Problem
Set down word for word the lines that begin the entries and run through the line containing "#[derive(Debug)]". Give nothing further.

Provided information
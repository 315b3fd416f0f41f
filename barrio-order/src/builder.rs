use barrio_catalog::Product;
use barrio_core::models::{NewLineItem, NewOrder, Order};
use barrio_core::repository::{OrderRepository, ProductRepository};
use barrio_core::{Email, EmailError, Fragility, Priority};
use chrono::{DateTime, Duration, Utc};
use serde::Serialize;
use std::collections::BTreeMap;
use tracing::debug;
use uuid::Uuid;

use crate::error::{OrderError, ValidationError};

/// Column limits of the orders table. Longer input is rejected here as a
/// validation error instead of reaching the store and failing there.
pub const MAX_EMAIL_LENGTH: usize = 120;
pub const MAX_ADDRESS_LENGTH: usize = 200;

/// Derived package attributes for the current draft.
#[derive(Debug, Clone, PartialEq, Eq, Serialize)]
pub struct PackageMetadata {
    pub package_code: String,
    pub handling_label: &'static str,
    pub estimated_pickup: DateTime<Utc>,
    pub total_weight: i64,
    pub item_count: usize,
}

#[derive(Debug, Clone)]
struct ResolvedItem {
    product: Product,
    quantity: i64,
}

/// Accumulates and validates an order before it is written.
///
/// Setters can be called in any order and repeated. Only a successful
/// [`commit`](OrderBuilder::commit) clears the draft.
#[derive(Debug)]
pub struct OrderBuilder {
    customer_email: Option<Email>,
    address: Option<String>,
    priority: Priority,
    fragility: Fragility,
    items: Vec<ResolvedItem>,
    total_weight: i64,
    package_code: String,
}

impl OrderBuilder {
    pub fn new() -> Self {
        Self {
            customer_email: None,
            address: None,
            priority: Priority::default(),
            fragility: Fragility::default(),
            items: Vec::new(),
            total_weight: 0,
            package_code: new_package_code(),
        }
    }

    pub fn customer(&mut self, email: &str) -> Result<&mut Self, OrderError> {
        let email = Email::parse(email).map_err(ValidationError::InvalidEmail)?;
        if email.as_str().len() > MAX_EMAIL_LENGTH {
            return Err(ValidationError::InvalidEmail(EmailError::TooLong { max: MAX_EMAIL_LENGTH }).into());
        }
        self.customer_email = Some(email);
        Ok(self)
    }

    pub fn address(&mut self, address: &str) -> Result<&mut Self, OrderError> {
        let address = address.trim();
        if address.is_empty() {
            return Err(ValidationError::MissingAddress.into());
        }
        if address.chars().count() > MAX_ADDRESS_LENGTH {
            return Err(ValidationError::AddressTooLong { max: MAX_ADDRESS_LENGTH }.into());
        }
        self.address = Some(address.to_string());
        Ok(self)
    }

    /// Unrecognised values fall back to normal.
    pub fn priority(&mut self, raw: &str) -> &mut Self {
        self.priority = Priority::from_input(raw);
        self
    }

    /// Unrecognised values fall back to none.
    pub fn fragility(&mut self, raw: &str) -> &mut Self {
        self.fragility = Fragility::from_input(raw);
        self
    }

    /// Resolve requested quantities against the catalog, replacing any
    /// previously resolved items. Unknown ids and non-positive quantities are
    /// skipped. A quantity whose weight overflows is rejected.
    pub async fn items(
        &mut self,
        requested: &BTreeMap<i64, i64>,
        catalog: &dyn ProductRepository,
    ) -> Result<&mut Self, OrderError> {
        let mut resolved = Vec::new();
        let mut total_weight: i64 = 0;

        for (&product_id, &quantity) in requested {
            if quantity <= 0 {
                continue;
            }
            match catalog.get_product(product_id).await? {
                Some(product) => {
                    total_weight = product
                        .line_weight(quantity)
                        .and_then(|weight| total_weight.checked_add(weight))
                        .ok_or(ValidationError::QuantityTooLarge { product_id, quantity })?;
                    resolved.push(ResolvedItem { product, quantity });
                }
                None => debug!(product_id, "skipping unknown product"),
            }
        }

        if resolved.is_empty() {
            return Err(ValidationError::NoValidItems.into());
        }

        self.items = resolved;
        self.total_weight = total_weight;
        Ok(self)
    }

    pub fn total_weight(&self) -> i64 {
        self.total_weight
    }

    pub fn package_metadata(&self, now: DateTime<Utc>) -> PackageMetadata {
        let hours = if self.priority.is_express() { 24 } else { 48 };
        PackageMetadata {
            package_code: self.package_code.clone(),
            handling_label: handling_label(self.fragility),
            estimated_pickup: now + Duration::hours(hours),
            total_weight: self.total_weight,
            item_count: self.items.len(),
        }
    }

    /// Write the order and its line items in one transaction.
    pub async fn commit(&mut self, orders: &dyn OrderRepository) -> Result<Order, OrderError> {
        let customer_email = self
            .customer_email
            .clone()
            .ok_or(ValidationError::MissingCustomer)?;
        let address = self.address.clone().ok_or(ValidationError::MissingAddress)?;
        if self.items.is_empty() {
            return Err(ValidationError::NoValidItems.into());
        }

        let new_order = NewOrder {
            customer_email,
            address,
            priority: self.priority,
            fragility: self.fragility,
            total_weight: self.total_weight,
            items: self
                .items
                .iter()
                .map(|item| NewLineItem {
                    product_id: item.product.id,
                    quantity: item.quantity,
                })
                .collect(),
        };

        let order = orders.create_order(&new_order).await?;
        *self = Self::new();
        Ok(order)
    }
}

impl Default for OrderBuilder {
    fn default() -> Self {
        Self::new()
    }
}

fn handling_label(fragility: Fragility) -> &'static str {
    match fragility {
        Fragility::None => "NORMAL",
        Fragility::Weak => "FRAGILE",
        Fragility::High => "FRAGILE — HANDLE WITH EXTREME CARE",
    }
}

// Format: PKG-{12 uppercase hex}
fn new_package_code() -> String {
    let hex = Uuid::new_v4().simple().to_string();
    format!("PKG-{}", hex[..12].to_uppercase())
}

#[cfg(test)]
mod tests {
    use super::*;
    use async_trait::async_trait;
    use barrio_catalog::NewProduct;
    use barrio_core::CoreResult;
    use chrono::TimeZone;
    use std::sync::Mutex;

    struct FixedCatalog(Vec<Product>);

    #[async_trait]
    impl ProductRepository for FixedCatalog {
        async fn create_product(&self, _product: &NewProduct) -> CoreResult<i64> {
            unimplemented!()
        }

        async fn get_product(&self, id: i64) -> CoreResult<Option<Product>> {
            Ok(self.0.iter().find(|p| p.id == id).cloned())
        }

        async fn find_by_sku(&self, sku: &str) -> CoreResult<Option<Product>> {
            Ok(self.0.iter().find(|p| p.sku == sku).cloned())
        }

        async fn list_products(&self) -> CoreResult<Vec<Product>> {
            Ok(self.0.clone())
        }
    }

    #[derive(Default)]
    struct RecordingOrders(Mutex<Vec<NewOrder>>);

    #[async_trait]
    impl OrderRepository for RecordingOrders {
        async fn create_order(&self, order: &NewOrder) -> CoreResult<Order> {
            let mut saved = self.0.lock().unwrap();
            saved.push(order.clone());
            Ok(Order {
                id: saved.len() as i64,
                customer_email: order.customer_email.clone(),
                address: order.address.clone(),
                priority: order.priority,
                fragility: order.fragility,
                total_weight: order.total_weight,
                created_at: Utc::now(),
            })
        }

        async fn get_order(&self, _id: i64) -> CoreResult<Option<Order>> {
            Ok(None)
        }

        async fn list_items(&self, _order_id: i64) -> CoreResult<Vec<barrio_core::models::LineItemView>> {
            Ok(vec![])
        }

        async fn latest_orders(&self, _limit: u32) -> CoreResult<Vec<Order>> {
            Ok(vec![])
        }
    }

    fn catalog() -> FixedCatalog {
        FixedCatalog(vec![
            Product { id: 1, sku: "VEL-AROMA".into(), name: "Candle".into(), weight_grams: 300, fragile: true },
            Product { id: 2, sku: "TE-VERDE".into(), name: "Tea".into(), weight_grams: 250, fragile: false },
        ])
    }

    fn requested(pairs: &[(i64, i64)]) -> BTreeMap<i64, i64> {
        pairs.iter().copied().collect()
    }

    #[tokio::test]
    async fn test_items_accumulate_weight_and_skip_unknown() {
        let mut builder = OrderBuilder::new();
        builder
            .items(&requested(&[(1, 2), (2, 1), (99, 5), (2, 1)]), &catalog())
            .await
            .unwrap();
        assert_eq!(builder.total_weight(), 850);
        assert_eq!(builder.package_metadata(Utc::now()).item_count, 2);

        builder.items(&requested(&[(2, 4)]), &catalog()).await.unwrap();
        assert_eq!(builder.total_weight(), 1000);
    }

    #[tokio::test]
    async fn test_no_resolvable_items() {
        let mut builder = OrderBuilder::new();
        let err = builder
            .items(&requested(&[(99, 1), (1, 0)]), &catalog())
            .await
            .unwrap_err();
        assert!(matches!(err, OrderError::Validation(ValidationError::NoValidItems)));
    }

    #[tokio::test]
    async fn test_overflowing_quantity_rejected() {
        let mut builder = OrderBuilder::new();
        builder.items(&requested(&[(2, 4)]), &catalog()).await.unwrap();

        let err = builder
            .items(&requested(&[(1, 10_000_000_000_000_000)]), &catalog())
            .await
            .unwrap_err();
        assert!(matches!(
            err,
            OrderError::Validation(ValidationError::QuantityTooLarge { product_id: 1, .. })
        ));

        // Each line fits but the sum does not
        let err = builder
            .items(&requested(&[(1, i64::MAX / 300), (2, i64::MAX / 250)]), &catalog())
            .await
            .unwrap_err();
        assert!(matches!(
            err,
            OrderError::Validation(ValidationError::QuantityTooLarge { product_id: 2, .. })
        ));

        // Draft keeps the last good items
        assert_eq!(builder.total_weight(), 1000);
    }

    #[test]
    fn test_customer_and_address_validation() {
        let mut builder = OrderBuilder::new();
        assert!(matches!(
            builder.customer("not-an-email"),
            Err(OrderError::Validation(ValidationError::InvalidEmail(_)))
        ));
        assert!(matches!(
            builder.address("   "),
            Err(OrderError::Validation(ValidationError::MissingAddress))
        ));
        assert!(matches!(
            builder.address(&"x".repeat(201)),
            Err(OrderError::Validation(ValidationError::AddressTooLong { max: 200 }))
        ));
        let long_email = format!("{}@example.com", "a".repeat(110));
        assert!(matches!(
            builder.customer(&long_email),
            Err(OrderError::Validation(ValidationError::InvalidEmail(EmailError::TooLong { max: 120 })))
        ));
        assert!(builder.customer(" ana@example.com ").is_ok());
        assert!(builder.address(&"x".repeat(200)).is_ok());
        let at_limit = format!("{}@example.com", "a".repeat(108));
        assert_eq!(at_limit.len(), MAX_EMAIL_LENGTH);
        assert!(builder.customer(&at_limit).is_ok());
    }

    #[test]
    fn test_metadata_is_pure() {
        let mut builder = OrderBuilder::new();
        builder.priority("express").fragility("high");
        let now = Utc.with_ymd_and_hms(2024, 5, 1, 12, 0, 0).unwrap();

        let first = builder.package_metadata(now);
        let second = builder.package_metadata(now);
        assert_eq!(first, second);
        assert_eq!(first.handling_label, "FRAGILE — HANDLE WITH EXTREME CARE");
        assert_eq!(first.estimated_pickup, now + Duration::hours(24));
        assert!(first.package_code.starts_with("PKG-"));
        assert_eq!(first.package_code.len(), 16);
        assert!(first.package_code[4..].chars().all(|c| c.is_ascii_hexdigit() && !c.is_ascii_lowercase()));

        builder.priority("whatever").fragility("weak");
        let normal = builder.package_metadata(now);
        assert_eq!(normal.estimated_pickup, now + Duration::hours(48));
        assert_eq!(normal.handling_label, "FRAGILE");
        assert_eq!(normal.package_code, first.package_code);
    }

    #[tokio::test]
    async fn test_commit_requires_customer() {
        let orders = RecordingOrders::default();
        let mut builder = OrderBuilder::new();
        builder.address("Calle 1").unwrap();
        builder.items(&requested(&[(1, 1)]), &catalog()).await.unwrap();

        let err = builder.commit(&orders).await.unwrap_err();
        assert!(matches!(err, OrderError::Validation(ValidationError::MissingCustomer)));
        assert!(orders.0.lock().unwrap().is_empty());
        // Draft survives a failed commit
        assert_eq!(builder.total_weight(), 300);
    }

    #[tokio::test]
    async fn test_commit_resets_draft() {
        let orders = RecordingOrders::default();
        let mut builder = OrderBuilder::new();
        builder
            .customer("ana@example.com")
            .unwrap()
            .address("Calle 1")
            .unwrap()
            .priority("express")
            .fragility("weak");
        builder.items(&requested(&[(1, 2), (2, 1)]), &catalog()).await.unwrap();
        let code_before = builder.package_metadata(Utc::now()).package_code;

        let order = builder.commit(&orders).await.unwrap();
        assert_eq!(order.total_weight, 850);
        assert_eq!(order.priority, Priority::Express);
        assert_eq!(orders.0.lock().unwrap()[0].items.len(), 2);

        assert_eq!(builder.total_weight(), 0);
        assert_ne!(builder.package_metadata(Utc::now()).package_code, code_before);
        assert!(builder.commit(&orders).await.is_err());
    }
}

Result of the task
repository 315b3fd416f0f41f
filename barrio-order/src/builder.rs
use barrio_catalog::Product;
use barrio_core::models::{NewLineItem, NewOrder, Order};
use barrio_core::repository::{OrderRepository, ProductRepository};
use barrio_core::{Email, EmailError, Fragility, Priority};
use chrono::{DateTime, Duration, Utc};
use serde::Serialize;
use std::collections::BTreeMap;
use tracing::debug;
use uuid::Uuid;

use crate::error::{OrderError, ValidationError};

/// Column limits of the orders table. Longer input is rejected here as a
/// validation error instead of reaching the store and failing there.
pub const MAX_EMAIL_LENGTH: usize = 120;
pub const MAX_ADDRESS_LENGTH: usize = 200;

/// Derived package attributes for the current draft.
#[derive(Debug, Clone, PartialEq, Eq, Serialize)]
pub struct PackageMetadata {
    pub package_code: String,
    pub handling_label: &'static str,
    pub estimated_pickup: DateTime<Utc>,
    pub total_weight: i64,
    pub item_count: usize,
}

#[derive(Debug, Clone)]
struct ResolvedItem {
    product: Product,
    quantity: i64,
}

/// Accumulates and validates an order before it is written.
///
/// Setters can be called in any order and repeated. Only a successful
/// [`commit`](OrderBuilder::commit) clears the draft.
#[derive(Debug)]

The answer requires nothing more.